Una rivolta silenziosa: poche parole su “Il suono del mondo a memoria”

C’è spazio per il silenzio oggi? Siamo circondati da un telematico brusio di sottofondo, continuamente collegati, in una diretta streaming della nostra vita che non ci lascia mai da soli; tra social network, cellulari e foto-ricordo esistono innumerevoli metodi per comunicare, per accorciare drasticamente le distanze che ci separano. Pubblico e privato si sono irrimediabilmente appiattiti, il sipario è sempre aperto e gli spettatori sono lì in attesa del nostro nuovo numero, del piatto del giorno, della canzone della serata. In tutto questo lo spazio per il silenzio svanisce, non c’è più tempo per la meditazione, per la riflessione; non c’è nemmeno più l’intimità del dolore. In Il suono del mondo a memoria si parte da questi presupposti, e si va oltre: come può un uomo introverso ed estremamente sensibile vivere al centro del rumore del mondo? Spinto da questa urgenza narrativa Giacomo Bevilacqua ci presenta attraverso Sam, un normalissimo trentenne con ciuffo e un filo di barba, lo sguardo perso e malinconico, una sfida poco convenzionale e assolutamente contraria al movimento della società: estremizzare la propria timidezza, scegliendo di vivere due mesi senza aprire bocca, tagliando i rapporti umani, estraniandosi completamente dalla caotica realtà della sua città, New York.
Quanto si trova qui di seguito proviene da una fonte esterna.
//! Stream metadata cleaning and artist/title extraction.
//!
//! Broadcasters embed strings such as `"Artist - Title [4T3]"` in their
//! streams. `parse` turns those into an artist/title pair, falling back to
//! the station name when no usable artist is present.

/// Separator between the title part and a trailing song code (`"... [4T3]"`).
const SONG_CODE_SEPARATOR: &str = " [";
/// Separator between artist and title.
const PART_SEPARATOR: &str = " - ";

/// Artist/title pair extracted from raw stream metadata.
#[derive(Debug, Clone, Default, PartialEq, Eq)]
pub struct StreamMetadata {
    pub artist: String,
    /// Empty when the stream carried no title; callers substitute the
    /// station description.
    pub title: String,
}

fn is_safe_char(c: char) -> bool {
    c.is_ascii_alphanumeric() || matches!(c, ' ' | '-' | '[' | ']')
}

/// Drop every character outside `[a-zA-Z0-9 \-\[\]]`.
pub fn sanitize(raw: &str) -> String {
    raw.chars().filter(|&c| is_safe_char(c)).collect()
}

/// Split raw stream metadata into artist and title.
///
/// The trailing song code is discarded, the remainder is split on `" - "`;
/// the first part is the artist and the rest, re-joined, is the title.
/// Without at least two parts there is no artist/title pair, so the artist
/// falls back to `station_name` and the title is left empty.
pub fn parse(raw: &str, station_name: &str) -> StreamMetadata {
    let cleaned = sanitize(raw);
    let without_code = cleaned.split(SONG_CODE_SEPARATOR).next().unwrap_or_default();
    let mut parts: Vec<&str> = without_code.split(PART_SEPARATOR).collect();

    if parts.len() < 2 {
        // Includes the empty split, which `str::split` never yields in practice.
        return StreamMetadata {
            artist: station_name.to_string(),
            title: String::new(),
        };
    }

    let artist = match parts.remove(0) {
        "" | "Unknown" | "unknown" => station_name.to_string(),
        a => a.to_string(),
    };

    StreamMetadata {
        artist,
        title: parts.join(PART_SEPARATOR),
    }
}
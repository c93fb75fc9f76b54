use std::sync::mpsc::{Receiver, RecvTimeoutError};
use std::thread;
use std::thread::JoinHandle;
use std::time::Duration;

use rodio::{OutputStream, OutputStreamBuilder, Sink};

use crate::config::AudioSettings;
use crate::media::{ItemStatus, MediaObserver};

use super::source::{OpenError, append_stream};
use super::types::AudioCmd;

const POLL_INTERVAL: Duration = Duration::from_millis(200);

pub(super) fn spawn_audio_thread(
    rx: Receiver<AudioCmd>,
    audio_settings: AudioSettings,
) -> JoinHandle<()> {
    thread::spawn(move || {
        let stream = match OutputStreamBuilder::open_default_stream() {
            Ok(mut stream) => {
                // rodio logs to stderr when OutputStream is dropped, which
                // would land on top of the terminal UI.
                stream.log_on_drop(false);
                Some(stream)
            }
            Err(e) => {
                tracing::error!("no audio output device: {e}");
                None
            }
        };

        let mut sink: Option<Sink> = None;
        let mut observer: Option<MediaObserver> = None;
        let mut playing = false;

        loop {
            match rx.recv_timeout(POLL_INTERVAL) {
                Ok(cmd) => match cmd {
                    AudioCmd::Open { url, observer: o } => {
                        drop_sink(&mut sink);
                        playing = false;

                        match open_sink(stream.as_ref(), &url, &audio_settings, &o) {
                            Ok(s) => {
                                tracing::info!(url = %url, "stream opened");
                                o.status_changed(ItemStatus::ReadyToPlay);
                                sink = Some(s);
                            }
                            Err(e) => {
                                tracing::warn!(url = %url, "failed to open stream: {e}");
                                o.status_changed(ItemStatus::Failed);
                            }
                        }
                        observer = Some(o);
                    }
                    AudioCmd::Start => {
                        if let Some(ref s) = sink {
                            s.play();
                            playing = true;
                        }
                    }
                    AudioCmd::Stop => {
                        if let Some(ref s) = sink {
                            s.pause();
                        }
                        playing = false;
                    }
                    AudioCmd::Release => {
                        drop_sink(&mut sink);
                        observer = None;
                        playing = false;
                    }
                    AudioCmd::Quit { fade_out_ms } => {
                        if let Some(ref s) = sink {
                            if playing {
                                fade_out_sink(s, fade_out_ms);
                            }
                            s.stop();
                        }
                        break;
                    }
                },
                Err(RecvTimeoutError::Timeout) => {
                    // A live stream running dry means the connection is gone.
                    let drained = sink.as_ref().is_some_and(|s| playing && s.empty());
                    if drained {
                        tracing::warn!("stream ended");
                        playing = false;
                        if let Some(ref o) = observer {
                            o.status_changed(ItemStatus::Failed);
                        }
                    }
                }
                Err(RecvTimeoutError::Disconnected) => break,
            }
        }

        tracing::debug!("audio thread stopped");
    })
}

fn open_sink(
    stream: Option<&OutputStream>,
    url: &str,
    settings: &AudioSettings,
    observer: &MediaObserver,
) -> Result<Sink, OpenError> {
    let stream = stream.ok_or(OpenError::NoOutput)?;
    let sink = Sink::connect_new(stream.mixer());
    sink.pause();
    sink.set_volume(settings.volume);
    append_stream(&sink, url, settings, observer)?;
    Ok(sink)
}

fn drop_sink(sink: &mut Option<Sink>) {
    if let Some(s) = sink.take() {
        s.stop();
    }
}

fn fade_out_sink(sink: &Sink, fade_out_ms: u64) {
    if fade_out_ms == 0 {
        sink.set_volume(0.0);
        return;
    }
    let steps: u64 = 20;
    let step_ms = (fade_out_ms / steps).max(1);
    let start = sink.volume();
    for step in 1..=steps {
        let t = step as f32 / steps as f32;
        sink.set_volume(start * (1.0 - t));
        thread::sleep(Duration::from_millis(step_ms));
    }
    sink.set_volume(0.0);
}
La sfida diventa da subito anche autoriale, con una resa sorprendente. Così come il suo Sam, lo stesso Bevilacqua decide di ridurre al minimo i dialoghi, lasciando la narrazione a flussi di didascalie e alla potenza delle immagini. Allora dobbiamo imparare a fare attenzione per conoscere Sam, abbiamo bisogno di concentrarci su ogni particolare del volto, filtriamo la comprensione attraverso linee di pensiero che scorrono, tra descrizioni esterne e divagazioni in prima persona. Nell’epoca della superficialità dei tweet e delle foto instagrammate ci viene chiesto di stare in silenzio ed ascoltare, in questo caso leggere, tra le righe, di approfondire, di avvicinarci il più possibile all’oggetto della nostra contemplazione. Il risultato è colmo di delicatezza e sensibilità, in uno sviluppo intrigante, che si fa seguire e che ci immedesima totalmente nel muto protagonista.
New York è parte integrante dell’opera, non semplice sfondo ma contesto vivo, intrecciato alle vicende di Sam; e non sarebbe potuto essere altrimenti. Bevilacqua ama la grande mela e questo amore traspare dalla straordinaria descrizione fatta di disegni e parole. Cuore pulsante della società occidentale, racchiude in sé tutto il rumore, l’ossessione, la malattia tecnologica e comunicativa che contraddistingue il ventunesimo secolo; ma è anche il simbolo dell’integrazione, della solidarietà umana, della gioiosità della relazione. Proprio questo contrasto tra l’esplosività di New York e il silenzio di Sam crea il più grande effetto di straniamento, rafforzando ancora di più le azioni del protagonista, che tira avanti per la sua strada, chiuso nel suo mondo dal quale guarda verso l’esterno. Il suono del mondo a memoria è un muto grido di rivolta contro le degenerazioni del nostro tempo, un piccolo e ininfluente gesto di protesta, innocuo in confronto all’immensità della sovrastruttura che ci sommerge con il suo turbinio di voci. Eppure ci prova, dà un piccolo colpetto, affronta il mostro; e forse ci riesce.